1. " Kalau bawa keris dikatakan syirik, lha ngapain bawa ATM gak di katakan syirik juga ? wong sama-sama bisa membuat kita tidak tenang...!! "
2. " Kalau Habis sholat langsung salaman gak boleh, lalu kenapa habis sholat langsung buka HP boleh ? "
=======================================================================
kata kata di atas adalah perkataan yang benar secara Bahasa,tapi ini merupakan syubhat akidah yang sangat merusak


Satu persatu mari kita bongkar "syubhat" tersebut
sebelum kita bahas mari kita lihat Hadits Musnad Imam Ahmad di bawah ini.
==> Membuat perbandingan antara Keris dengan ATM ..?
yang membuat heran itu ada seorang tokoh yang mengatakan (perkataan bodoh) dan pura pura gagal faham dengan perbedaan Keris dan Kartu ATM dalam masalah Syirik padahal keduanya adalah masalah yang berbeda secara hukum.

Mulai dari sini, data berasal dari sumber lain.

//! Domain entities: core data structures

use std::fmt;

use crate::domain::DomainError;

/// API credentials for the Duo Admin API.
///
/// Loaded once per process and never mutated afterwards.
#[derive(Clone, PartialEq, Eq)]
pub struct Credentials {
    /// Integration key (`ikey`)
    pub integration_key: String,
    /// Secret key (`skey`), used only for request signing
    pub secret_key: String,
    /// API hostname (`host`), e.g. `api-xxxxxxxx.duosecurity.com`
    pub api_host: String,
}

impl fmt::Debug for Credentials {
    fn fmt(&self, f: &mut fmt::Formatter<'_>) -> fmt::Result {
        f.debug_struct("Credentials")
            .field("integration_key", &self.integration_key)
            .field("secret_key", &"<redacted>")
            .field("api_host", &self.api_host)
            .finish()
    }
}

/// Input for a single admin creation attempt.
#[derive(Debug, Clone, PartialEq, Eq)]
pub struct AdminRecord {
    pub email: String,
    pub name: String,
    /// Vendor-defined role, e.g. `Owner` or `Administrator`
    pub role: String,
    /// `None` when no phone was supplied (missing column, blank cell, skipped prompt)
    pub phone: Option<String>,
}

impl AdminRecord {
    /// Build a record from optional raw values.
    ///
    /// Values are trimmed. A missing or blank required value yields
    /// `DomainError::MissingField`, a blank phone becomes `None`.
    pub fn from_fields(
        row: usize,
        email: Option<&str>,
        name: Option<&str>,
        role: Option<&str>,
        phone: Option<&str>,
    ) -> Result<Self, DomainError> {
        Ok(Self {
            email: required(row, "Email", email)?,
            name: required(row, "Name", name)?,
            role: required(row, "Role", role)?,
            phone: optional(phone),
        })
    }
}

fn required(row: usize, field: &'static str, value: Option<&str>) -> Result<String, DomainError> {
    optional(value).ok_or(DomainError::MissingField { row, field })
}

/// Normalize an optional value: trimmed, blank collapses to `None`.
pub fn optional(value: Option<&str>) -> Option<String> {
    value
        .map(str::trim)
        .filter(|v| !v.is_empty())
        .map(str::to_string)
}

/// Opaque admin identifier returned by the vendor after creation.
#[derive(Debug, Clone, PartialEq, Eq, Hash)]
pub struct AdminId(String);

impl AdminId {
    pub fn new(id: impl Into<String>) -> Self {
        Self(id.into())
    }

    pub fn as_str(&self) -> &str {
        &self.0
    }
}

impl fmt::Display for AdminId {
    fn fmt(&self, f: &mut fmt::Formatter<'_>) -> fmt::Result {
        f.write_str(&self.0)
    }
}

/// Result of provisioning one admin: create, then activate.
#[derive(Debug, Clone, PartialEq, Eq)]
pub enum ProvisionOutcome {
    /// Admin created and activation email sent
    Created(AdminId),
    /// Creation failed; no activation was attempted
    CreateFailed { reason: String },
    /// Admin exists but the activation email failed (needs manual follow-up)
    ActivationFailed { admin_id: AdminId, reason: String },
}

impl ProvisionOutcome {
    pub fn admin_id(&self) -> Option<&AdminId> {
        match self {
            Self::Created(id) | Self::ActivationFailed { admin_id: id, .. } => Some(id),
            Self::CreateFailed { .. } => None,
        }
    }

    pub fn is_success(&self) -> bool {
        matches!(self, Self::Created(_))
    }
}

/// A registered second-factor phone.
#[derive(Debug, Clone, PartialEq, Eq, Default)]
pub struct Phone {
    pub number: String,
    /// Device type, e.g. `mobile` or `landline`
    pub phone_type: String,
    /// Platform, e.g. `iOS` or `Android`
    pub platform: String,
}

/// A user together with the phones registered to them.
#[derive(Debug, Clone, PartialEq, Eq, Default)]
pub struct User {
    pub username: String,
    pub phones: Vec<Phone>,
}

/// One output row of the users/phones report.
#[derive(Debug, Clone, PartialEq, Eq)]
pub struct UserPhoneRow {
    pub username: String,
    pub phone_number: String,
    pub phone_type: String,
    pub phone_platform: String,
}

impl UserPhoneRow {
    pub const HEADER: [&'static str; 4] = ["Username", "Phone Number", "Type", "Platform"];

    pub fn new(user: &User, phone: &Phone) -> Self {
        Self {
            username: user.username.clone(),
            phone_number: phone.number.clone(),
            phone_type: phone.phone_type.clone(),
            phone_platform: phone.platform.clone(),
        }
    }

    pub fn as_record(&self) -> [&str; 4] {
        [
            &self.username,
            &self.phone_number,
            &self.phone_type,
            &self.phone_platform,
        ]
    }
}

/// Cross-join users with their phones, preserving the given order.
pub fn flatten_user_phones(users: &[User]) -> Vec<UserPhoneRow> {
    users
        .iter()
        .flat_map(|user| user.phones.iter().map(move |phone| UserPhoneRow::new(user, phone)))
        .collect()
}

/// Expand environment variables in a path string.
///
/// Supports `$VAR`, `${VAR}` and `~`.
pub fn expand_env_vars(path: &str) -> String {
    shellexpand::full(path)
        .map(|s| s.into_owned())
        .unwrap_or_else(|_| path.to_string())
}

#[cfg(test)]
mod tests {
    use super::*;

    #[test]
    fn given_blank_phone_when_building_record_then_phone_is_none() {
        let record =
            AdminRecord::from_fields(1, Some("a@x.com"), Some("A"), Some("Owner"), Some("  "))
                .unwrap();
        assert_eq!(record.phone, None);
    }

    #[test]
    fn given_blank_name_when_building_record_then_missing_field() {
        let err = AdminRecord::from_fields(3, Some("a@x.com"), Some(""), Some("Owner"), None)
            .unwrap_err();
        assert_eq!(
            err,
            DomainError::MissingField {
                row: 3,
                field: "Name"
            }
        );
    }

    #[test]
    fn given_credentials_when_debug_formatting_then_secret_is_hidden() {
        let creds = Credentials {
            integration_key: "DIXXXX".into(),
            secret_key: "super-secret".into(),
            api_host: "api-1.duosecurity.com".into(),
        };
        let out = format!("{creds:?}");
        assert!(out.contains("DIXXXX"));
        assert!(!out.contains("super-secret"));
    }

    #[test]
    fn given_outcomes_when_asking_admin_id_then_only_created_ones_have_it() {
        let id = AdminId::new("DE123");
        assert_eq!(ProvisionOutcome::Created(id.clone()).admin_id(), Some(&id));
        assert_eq!(
            ProvisionOutcome::CreateFailed {
                reason: "dup".into()
            }
            .admin_id(),
            None
        );
    }
}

Keris = jika memilikinya dengan keyakinan bisa mendatangkan keberuntungan, menolak balak, dan menambahkan kewibawaan.
"MAKA HUKUMNYA ADALAH SYIRIK AKBAR"
( walau di embel2i "dengan izin Allah", Karena yang bisa memberikan manfaat {keberuntungan, kewibawaan, jodoh, rejeki dll} dan mudharat {bencana, Bala'} adalah Allah semata )
Keris = jika di miliki hanya karena melestarikan budaya saja, untuk senjata, tanpa ada keyakinan memiliki tuah. menganggab fungsinya sama dengan senjata senjata tajam lainya, atau hanya sebagai hiasan dinding.
"MAKA HUKUMNYA ADALAH MUBAH"
Kartu ATM = jika dia dianggab yang memberi rizki, yang mampu memberikan pertolongan ketika dalam kesulitan.
"MAKA HUKUM ATM-NYA ADALAH JUGA SYIRIK"
(karena tidak ada hubunganya ATM dengan pemberi rizki, dia hanya sebagai alat mengambil uang yang kita simpan aja)
Kartu ATM = jika kita anggab cuma alat untuk mengambil uang di ATM
"MAKA HUKUM KARTU ATM INI ADALAH MUBAH"
(urusan dunia pada mula nya adalah Halal, kecuali yang ada larangannya)
( awas jangan gagal faham lagi "Hukum ATM beda dengan hukum Riba" )
Mengapa masalah Syirik ini sangat berbahaya ?
حَدَّثَنَا عَبْدُ الصَّمَدِ بْنُ عَبْدِ الْوَارِثِ حَدَّثَنَا عَبْدُ الْعَزِيزِ بْنُ مُسْلِمٍ حَدَّثَنَا يَزِيدُ بْنُ أَبِي مَنْصُورٍ عَنْ دُخَيْنٍ الْحَجْرِيِّ عَنْ عُقْبَةَ بْنِ عَامِرٍ الْجُهَنِيِّ أَنَّ رَسُولَ اللَّهِ صَلَّى اللَّهُ عَلَيْهِ وَسَلَّمَ أَقْبَلَ إِلَيْهِ رَهْطٌ فَبَايَعَ تِسْعَةً وَأَمْسَكَ عَنْ وَاحِدٍ فَقَالُوا يَا رَسُولَ اللَّهِ بَايَعْتَ تِسْعَةً وَتَرَكْتَ هَذَا قَالَ إِنَّ عَلَيْهِ تَمِيمَةً فَأَدْخَلَ يَدَهُ فَقَطَعَهَا فَبَايَعَهُ وَقَالَ مَنْ عَلَّقَ تَمِيمَةً فَقَدْ أَشْرَكَ
Telah menceritakan kepada kami [Abdushshamad bin Abdil Warits] Telah menceritakan kepada kami [Abdul Aziz bin Muslim] Telah menceritakan kepada kami [Yazid bin Abu Manshur] dari [Dukhain Al Hajr] dari [Uqbah bin Amir Al Juhani], bahwa ada serombongan orang datang menemui Rasulullah shallallahu 'alaihi wasallam, lalu beliau membaiat sembilan orang dari mereka dan menahan satu orang.
Maka para sahabat pun bertanya, "Wahai Rasulullah, engkau baiat sembilan orang dan engkau biarkan orang ini!"
Beliau menjawa: "Orang itu mengenakan jimat." Beliau kemudian memasukkan tangannya dan memutus jimat orang tersebut.
Kemudian beliau membaiatnya dan bersabda: "Barangisapa yang menggantungkan jimat maka ia telah berbuat syirik."